For months I've been hollering that it was imperative that Kerry focus on the economy in the closing weeks of his campaign--he didn't. In fact, all this week, he's been making the key point in every speech the issue of the missing Iraqi explosives. Yet this is not a clean shot in media terms--there have been conflicting stories, reports contradicting the initial account in the New York Times, and so all the chatter on the little screen has been about the veracity of the initial report. That's not a smart way to try to win this election--voters want to know what you're going to do for them when you're elected, in concrete terms. A campaign close consisting primarily of negativism about Bush, on this one, very narrow issue of the missing explosives, runs counter to the established notion that voters want to hear a positive message from their presidential candidates, especially when they're being asked to evict an incumbent in the middle of a "war." (Of course, on the economy, Kerry hasn't had a distintive message).

Well, two new polls out today show the voters top concerns are economic. From today's National Journal "Polltrack newsletter:

"Heading into the final days before the election, new data from the Annenberg Public Policy Center suggests the plurality of registered voters consider the economy and unemployment to be the top issue facing the nation. Twenty-two percent made that assessment. Iraq came in second with 16 percent, terrorism was third with 13 percent, health care was fourth with 10 percent, and lack of moral and family values was fifth with 5 percent.

"Among Bush voters, 24 percent ranked terrorism as the top issue -- twice the number that ranked the economy as most important. Among Kerry voters, 30 percent rated the economy as the top issue, while Iraq was their second-place issue with 22 percent. And among 'persuadable' voters, 30 percent said the economy was most important, with Iraq running second at 18 percent.

"Annenberg defines persuadable voters as 'those who said they are undecided or said they have a preference between George W. Bush, John Kerry or Ralph Nader but there was a 'good chance' they could change their minds."

According to analysis by Annenberg pollsters: "For the nation as a whole, polling over the last year shows that concern about the economy rose through March and then declined to a point slightly below where it was a year ago. Worry about Iraq dropped last winter, then more than doubled in the spring, and has now receded... to about where it was last November."

A new survey by the Winston Group (R) also showed the economy as the top issue. Eighteen percent of registered voters said it would be the most important issue in determining their vote for Congress. The No. 2 issue was defense and foreign affairs, cited by 16 percent.

These numbers help explain why there appears to be a shift to Bush in a number of states in the last 48 hours, Bush's 2-point lead in the national "poll of poll" --which combines a half-dozen major national surveys--has today ticked up to 3 points.

There is still a slim hope that, on Tuesday night, we will be able to celebrate the eviction of Bush "with joyous shout and beaming cheer, with laughing song and merry dance"--as the chorus sings in The Mikado.
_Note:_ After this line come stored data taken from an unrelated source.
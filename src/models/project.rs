// Copyright (c) 2025, Jason Jenkins
// SPDX-License-Identifier: BSD-3-Clause

//! Annotation project state.
//!
//! The project is the persisted root: the media it annotates, the label
//! catalog its segments refer to, the annotator role and the segments.

use super::timeline::SegmentCollection;
use serde::{Deserialize, Serialize};
use std::fmt;
use std::str::FromStr;

/// Annotator role recorded with a project.
#[derive(Debug, Clone, Copy, PartialEq, Eq, Default, Serialize, Deserialize)]
pub enum Role {
    #[default]
    A,
    B,
    C,
    D,
}

impl fmt::Display for Role {
    fn fmt(&self, f: &mut fmt::Formatter<'_>) -> fmt::Result {
        let s = match self {
            Role::A => "A",
            Role::B => "B",
            Role::C => "C",
            Role::D => "D",
        };
        f.write_str(s)
    }
}

impl FromStr for Role {
    type Err = String;

    fn from_str(s: &str) -> Result<Self, Self::Err> {
        match s {
            "A" => Ok(Role::A),
            "B" => Ok(Role::B),
            "C" => Ok(Role::C),
            "D" => Ok(Role::D),
            other => Err(format!("unknown role '{}', expected one of A, B, C, D", other)),
        }
    }
}

/// Complete project data.
#[derive(Debug, Clone, PartialEq, Eq)]
pub struct Project {
    pub version: u32,
    pub media_path: String,
    pub labels_path: String,
    pub role: Role,
    pub segments: SegmentCollection,
}

impl Project {
    /// Create an empty project for the given media and catalog.
    pub fn new(media_path: String, labels_path: String, role: Role) -> Self {
        Self {
            version: crate::PROJECT_VERSION,
            media_path,
            labels_path,
            role,
            segments: SegmentCollection::new(),
        }
    }
}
But it is a shrinking hope, given Kerry's refusal to focus on the economy. I think Kerry is blowing it....

ANOTHER INDICATOR OF BAD NEWS: The latest Denver Post poll shows that Ken Salazar--the Democratic candidate for U.S. Senate against Republican gazillionaire brewery heir Pete Coors--has lost the comfortable lead he had a couple of weeks ago. Why? Well, since the last state-wide poll, Kerry came into the state and, for the first time, campaigned with Salazar. And now Salazar's identification has leveld out the support he once had. The Senate race is now, apparently, linked inextricably to the national ticket--and if that holds true across the board, in other conservative-leaning states like North Carolina and Florida, that's bad news for Democratic chances of holding down the damage to its Senate ranks. Not to mention that this opinion shift in Colorado is bad news for Kerry.